I set the scope up shortly afterwards and at 9.30pm headed out for an hour's observing. Planned targets were M31, M32, M13 and if I was feeling lucky, M57. The moon was low in the East and being blocked by some rooftops, so although it wasn't anything like dark, all the constellations were clear so I aimed at Andromeda. Nice and clear, with M32 just about visible too. Still no sign of M110, I'll have to wait for a darker sky.

Next I swung around to M13, which I had seen for the first time last week during a full moon. The moon was up again now, though not as bright as last week. It didn't take me too long to find the globular cluster at 30x and once centred I jumped to 150x and got a lovely clear view without averted vision, the outer stars clear points of light. This thing is going to look amazing on a dark night.

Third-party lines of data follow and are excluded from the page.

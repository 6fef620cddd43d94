//! Piper ONNX backend.
//!
//! Piper voices are VITS-style models exported with a sibling
//! `<id>.onnx.json` config carrying the sample rate, inference scales and
//! the symbol → id table. Inference takes four tensors:
//!
//! ```text
//! input          i64 [1, n]   phoneme/grapheme ids, pad-interleaved
//! input_lengths  i64 [1]      n
//! scales         f32 [3]      [noise_scale, length_scale, noise_w]
//! sid            i64 [1]      speaker id (multi-speaker models only)
//! ```
//!
//! and produces one f32 tensor of mono PCM at the config's sample rate.

use std::collections::HashMap;
use std::path::Path;

use ndarray::{Array1, Array2};
use ort::session::builder::{GraphOptimizationLevel, SessionBuilder};
use ort::session::Session;
use ort::value::Value;
use serde::Deserialize;
use tracing::{debug, info};

use crate::catalog::{Voice, DEFAULT_SAMPLE_RATE};
use crate::error::{Result, VocalisError};

use super::{SpeechEngine, Synthesis, SynthesizerFactory};

/// Symbols Piper uses to frame and pace an id sequence.
const PAD: &str = "_";
const BOS: &str = "^";
const EOS: &str = "$";

#[derive(Debug, Deserialize)]
struct PiperConfig {
    #[serde(default)]
    audio: AudioSection,
    #[serde(default)]
    inference: InferenceSection,
    #[serde(default)]
    phoneme_id_map: HashMap<String, Vec<i64>>,
    #[serde(default = "one")]
    num_speakers: u32,
}

#[derive(Debug, Deserialize)]
struct AudioSection {
    #[serde(default = "default_sample_rate")]
    sample_rate: u32,
}

impl Default for AudioSection {
    fn default() -> Self {
        Self {
            sample_rate: default_sample_rate(),
        }
    }
}

#[derive(Debug, Deserialize)]
struct InferenceSection {
    #[serde(default = "default_noise_scale")]
    noise_scale: f32,
    #[serde(default = "default_length_scale")]
    length_scale: f32,
    #[serde(default = "default_noise_w")]
    noise_w: f32,
}

impl Default for InferenceSection {
    fn default() -> Self {
        Self {
            noise_scale: default_noise_scale(),
            length_scale: default_length_scale(),
            noise_w: default_noise_w(),
        }
    }
}

fn one() -> u32 {
    1
}

fn default_sample_rate() -> u32 {
    DEFAULT_SAMPLE_RATE
}

fn default_noise_scale() -> f32 {
    0.667
}

fn default_length_scale() -> f32 {
    1.0
}

fn default_noise_w() -> f32 {
    0.8
}

/// One loaded Piper voice.
pub struct PiperEngine {
    voice_id: String,
    session: Session,
    config: PiperConfig,
}

impl PiperEngine {
    /// Load the ONNX session and parse the voice config.
    ///
    /// Expensive (hundreds of ms to seconds for the model load) — the pool
    /// creates each engine lazily and keeps it for process lifetime.
    pub fn load(voice: &Voice) -> Result<Self> {
        if !voice.model_path.is_file() {
            return Err(VocalisError::ModelNotFound {
                path: voice.model_path.clone(),
            });
        }

        let raw = std::fs::read_to_string(&voice.config_path)?;
        let config: PiperConfig = serde_json::from_str(&raw)
            .map_err(|e| VocalisError::VoiceConfig(format!("{}: {e}", voice.id)))?;

        info!(
            voice = %voice.id,
            sample_rate = config.audio.sample_rate,
            num_speakers = config.num_speakers,
            symbols = config.phoneme_id_map.len(),
            "loading piper voice"
        );
        let session = create_session(&voice.model_path)?;

        Ok(Self {
            voice_id: voice.id.clone(),
            session,
            config,
        })
    }

    /// Map text to the model's id sequence: BOS, then each known symbol
    /// followed by a pad, then EOS. Unknown symbols are dropped.
    fn symbol_ids(&self, text: &str) -> Vec<i64> {
        let map = &self.config.phoneme_id_map;
        let pad = first_id(map, PAD);
        let mut ids = Vec::with_capacity(text.len() * 2 + 2);

        if let Some(bos) = first_id(map, BOS) {
            ids.push(bos);
        }
        for ch in text.chars() {
            let key = ch.to_string();
            let id = first_id(map, &key).or_else(|| first_id(map, &key.to_lowercase()));
            if let Some(id) = id {
                ids.push(id);
                if let Some(pad) = pad {
                    ids.push(pad);
                }
            }
        }
        if let Some(eos) = first_id(map, EOS) {
            ids.push(eos);
        }
        ids
    }

    fn run_inference(&mut self, ids: Vec<i64>, speed: f32) -> Result<Vec<f32>> {
        let n = ids.len();
        let input = Array2::from_shape_vec((1, n), ids)
            .map_err(|e| VocalisError::Synthesis(format!("input reshape: {e}")))?;
        let input_lengths = Array1::from_vec(vec![n as i64]);
        // Piper paces by length_scale; a 2× speed request halves it.
        let length_scale = self.config.inference.length_scale / speed.clamp(0.1, 10.0);
        let scales = Array1::from_vec(vec![
            self.config.inference.noise_scale,
            length_scale,
            self.config.inference.noise_w,
        ]);

        let input_val = Value::from_array(input)
            .map_err(|e: ort::Error| VocalisError::EngineSession(e.to_string()))?;
        let lengths_val = Value::from_array(input_lengths)
            .map_err(|e: ort::Error| VocalisError::EngineSession(e.to_string()))?;
        let scales_val = Value::from_array(scales)
            .map_err(|e: ort::Error| VocalisError::EngineSession(e.to_string()))?;

        let outputs = if self.config.num_speakers > 1 {
            let sid = Value::from_array(Array1::from_vec(vec![0_i64]))
                .map_err(|e: ort::Error| VocalisError::EngineSession(e.to_string()))?;
            self.session.run(ort::inputs![
                "input" => input_val,
                "input_lengths" => lengths_val,
                "scales" => scales_val,
                "sid" => sid,
            ])
        } else {
            self.session.run(ort::inputs![
                "input" => input_val,
                "input_lengths" => lengths_val,
                "scales" => scales_val,
            ])
        }
        .map_err(|e| VocalisError::Synthesis(format!("inference: {e}")))?;

        let (_shape, data) = outputs["output"]
            .try_extract_tensor::<f32>()
            .map_err(|e| VocalisError::Synthesis(format!("output extract: {e}")))?;

        Ok(data.to_vec())
    }
}

impl SpeechEngine for PiperEngine {
    fn warm_up(&mut self) -> Result<()> {
        // One dummy pass populates CPU caches and forces kernel selection so
        // the first real utterance does not pay for it.
        let ids = self.symbol_ids("a");
        if ids.is_empty() {
            debug!(voice = %self.voice_id, "symbol table too sparse for warm-up pass — skipping");
            return Ok(());
        }
        let _ = self.run_inference(ids, 1.0)?;
        info!(voice = %self.voice_id, "piper voice warmed up");
        Ok(())
    }

    fn synthesize(&mut self, text: &str, speed: f32) -> Result<Synthesis> {
        let ids = self.symbol_ids(text);
        if ids.is_empty() {
            return Err(VocalisError::Synthesis(
                "no synthesizable symbols in text".into(),
            ));
        }

        let samples = self.run_inference(ids, speed)?;
        debug!(
            voice = %self.voice_id,
            samples = samples.len(),
            sample_rate = self.config.audio.sample_rate,
            "piper synthesis complete"
        );

        Ok(Synthesis {
            samples,
            sample_rate: self.config.audio.sample_rate,
        })
    }
}

fn first_id(map: &HashMap<String, Vec<i64>>, key: &str) -> Option<i64> {
    map.get(key).and_then(|ids| ids.first()).copied()
}

fn create_session(model_path: &Path) -> Result<Session> {
    let intra_threads = std::thread::available_parallelism()
        .map(|n| n.get())
        .unwrap_or(4)
        .clamp(1, 8);

    SessionBuilder::new()
        .map_err(|e| VocalisError::EngineSession(e.to_string()))?
        .with_intra_threads(intra_threads)
        .map_err(|e| VocalisError::EngineSession(e.to_string()))?
        .with_optimization_level(GraphOptimizationLevel::All)
        .map_err(|e| VocalisError::EngineSession(e.to_string()))?
        .commit_from_file(model_path)
        .map_err(|e| VocalisError::EngineSession(e.to_string()))
}

/// Factory wiring Piper voices into the synthesizer pool.
pub struct PiperFactory;

impl SynthesizerFactory for PiperFactory {
    fn create(&self, voice: &Voice) -> Result<Box<dyn SpeechEngine>> {
        Ok(Box::new(PiperEngine::load(voice)?))
    }
}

Feeling confident I headed up to Vega to begin the search for M57. I swapped to the red dot finder last week but after last night I can tell you I will be switching back to the magnified finder with the cross hair. I find it much easier to use. Back to M57. During the fruitless search(!) I found a really red star. Unlike any other I have seen. I tried to find it this morning on Stellarium but without success. If you have Vega at the south west of your eyepiece (25mm on my 6" reflector, 52 degree apparent field of view, so about 1.7 degrees!?), the star is at the north east edge. It is pretty faint - I'm not much good at estimating magnitudes yet - but my best colour description would be dark copper red. Quite distinctive.

And then I spotted a faint fuzzy. I tried to get more detail with various eyepiece and barlow combinations, but no sign of the ring that would make it M57. I looked back through the finder and realised I had drifted more towards Albireo. It was M56, another globular cluster. Couldn't see any detail but another smudge to add to my collection.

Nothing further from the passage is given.